L’avionneur se défend en affirmant que l’appareil testé face au F-16 n’était en réalité qu’un démonstrateur destiné aux tests de «qualité de vol» et n’aurait rien à voir avec les appareils déployés aujourd’hui, relatait l’hebdomadaire économique Challenges, dans un article sur cette fâcheuse simulation. Autre contre-argument avancé par les officiels et hauts gradés américains: le F-35 est un avion de guerre du futur, de guerre numérique, en somme un supercalculateur bien trop à la pointe du progrès pour se laisser prendre dans de vulgaires combats rapprochés d’un autre siècle.
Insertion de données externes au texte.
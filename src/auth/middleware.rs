use std::convert::Infallible;
use std::sync::Arc;

use axum::{extract::FromRequestParts, http::request::Parts};

use crate::server::AppState;

/// Header set by an authenticating reverse proxy to name the caller.
pub const CALLER_HEADER: &str = "x-forwarded-user";

/// The identity a request acts as, recorded as `added_by` on created rows.
///
/// There are no sessions. The identity comes from [`CALLER_HEADER`] when
/// present and non-blank, otherwise from the configured default user.
#[derive(Debug, Clone, PartialEq, Eq)]
pub struct Caller(pub String);

impl Caller {
    #[must_use]
    pub fn name(&self) -> &str {
        &self.0
    }
}

impl FromRequestParts<Arc<AppState>> for Caller {
    type Rejection = Infallible;

    async fn from_request_parts(
        parts: &mut Parts,
        state: &Arc<AppState>,
    ) -> Result<Self, Self::Rejection> {
        let name = parts
            .headers
            .get(CALLER_HEADER)
            .and_then(|h| h.to_str().ok())
            .map(str::trim)
            .filter(|s| !s.is_empty())
            .map_or_else(|| state.default_user.clone(), str::to_string);

        Ok(Caller(name))
    }
}
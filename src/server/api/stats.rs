use std::sync::Arc;

use axum::{Json, extract::State, response::IntoResponse};

use crate::server::AppState;
use crate::server::response::{ApiError, ApiResponse, StoreResultExt};

pub async fn dashboard_stats(State(state): State<Arc<AppState>>) -> impl IntoResponse {
    let stats = state
        .store
        .dashboard_stats()
        .api_err("Failed to load dashboard stats")?;

    Ok::<_, ApiError>(Json(ApiResponse::success(
        stats,
        "Dashboard stats retrieved successfully",
    )))
}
Une défense tous azimuts qui s’explique par les enjeux colossaux du programme Joint Strike Fighter. Le F-35 est en effet connu pour être le programme d’armement le plus cher de l’histoire militaire américaine, avec plus de 400 milliards de dollars investis. La firme américaine a d’ailleurs dû revoir à la baisse le prix de vente de ses appareils, après que Donald Trump avait dénoncé le coût «hors de contrôle» du programme.

Mais au-delà des questions bassement budgétaires, le F-35 représente pour Washington un véritable fil à la patte de ses alliés et donc un enjeu stratégique majeur. En effet, dès 2009, le Pentagone avait annoncé que les États-Unis seraient les seuls à avoir accès au code source contrôlant l’appareil, soulignant qu’aucun des huit autres pays ayant cofinancé le développement du F-35 (Grande-Bretagne, Italie, Pays-Bas, Turquie, Canada, Australie, Danemark et Norvège) ne l’obtiendrait, malgré leur demande. En mars 2006, le ministre de la Défense britannique avait fait savoir que, dans ces conditions, Londres pourrait quitter le programme.

Cela signifie en clair que chaque pays déployant le F-35 devra recevoir l’aval de la diplomatie américaine avant de l’employer sur un théâtre d’opérations, posant ainsi un sérieux problème d’indépendance stratégique… qui ne semble actuellement pas être le souci premier de Varsovie.